Root distribution of two tree species under a heterogeneous nutrient environment.

Published online
08 Aug 1997
Content type
Journal article
Journal title
Journal of Applied Ecology

Mou, P. & Mitchell, R. J. & Jones, R. H.

Publication language


Potted sweetgum (Liquidambar styraciflua) and loblolly pine (Pinus taeda) seedlings were grown for 4 months in a greenhouse to test the effects of soil nutrient heterogeneity on plant root development. The same quantity of NPK fertilizer was applied either uniformly to the entire pot soil surface or to just one quarter of it. Pots were placed in full sunlight or underneath shade cloth that attenuated light to 30% of full sunlight. The spatial development of root systems of both species was strongly influenced by the fertilizer arrangements, but they reacted to soil nutrient heterogeneity differently; sweetgum roots concentrated in the fertilized patch, while loblolly pine roots extended much more to the unfertilized patches. Root system morphology was also affected by nutrient arrangements. For both species, root interbranch length increased and fine roots were thinner in nutrient-rich patches. Root branching angles were either unaffected by nutrient patchiness or too variable to detect a trend. Root proliferation in the rich patches was primarily due to fine root elongation and development of higher order lateral roots.

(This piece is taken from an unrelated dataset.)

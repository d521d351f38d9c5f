/*!
Miscellaneous --- here, only support for logging.
*/

pub mod log;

Fertilizer arrangements under full light did not significantly affect most aspects of total plant growth or allometry, including total plant mass, above-ground mass, leaf mass, total fine root mass, total root mass, fine root mass shoot mass and fine root mass leaf mass. However, interspecific differences were usually significant. In shade, large fertilizer treatment effects appeared in total plant mass, above-ground mass, leaf mass and height. Root development in heterogeneous soils differed between light treatments. Sweetgum was more plastic than loblolly pine in its reaction to soil nutrient patchiness under full light, but both had similar plasticity in shade. This study suggests that sweetgum and loblolly pine might have different nutrient foraging strategies and that the strategies shift as light availability changes. The results suggest that competitive interactions between sweetgum and loblolly pine may be affected by the spatial heterogeneity of soil resources. Since sweetgum is a more efficient soil forager, silvicultural methods that encourage uniform distribution of soil resources may also increase the competitive ability of loblolly pine, the more commercially valuable of the two species.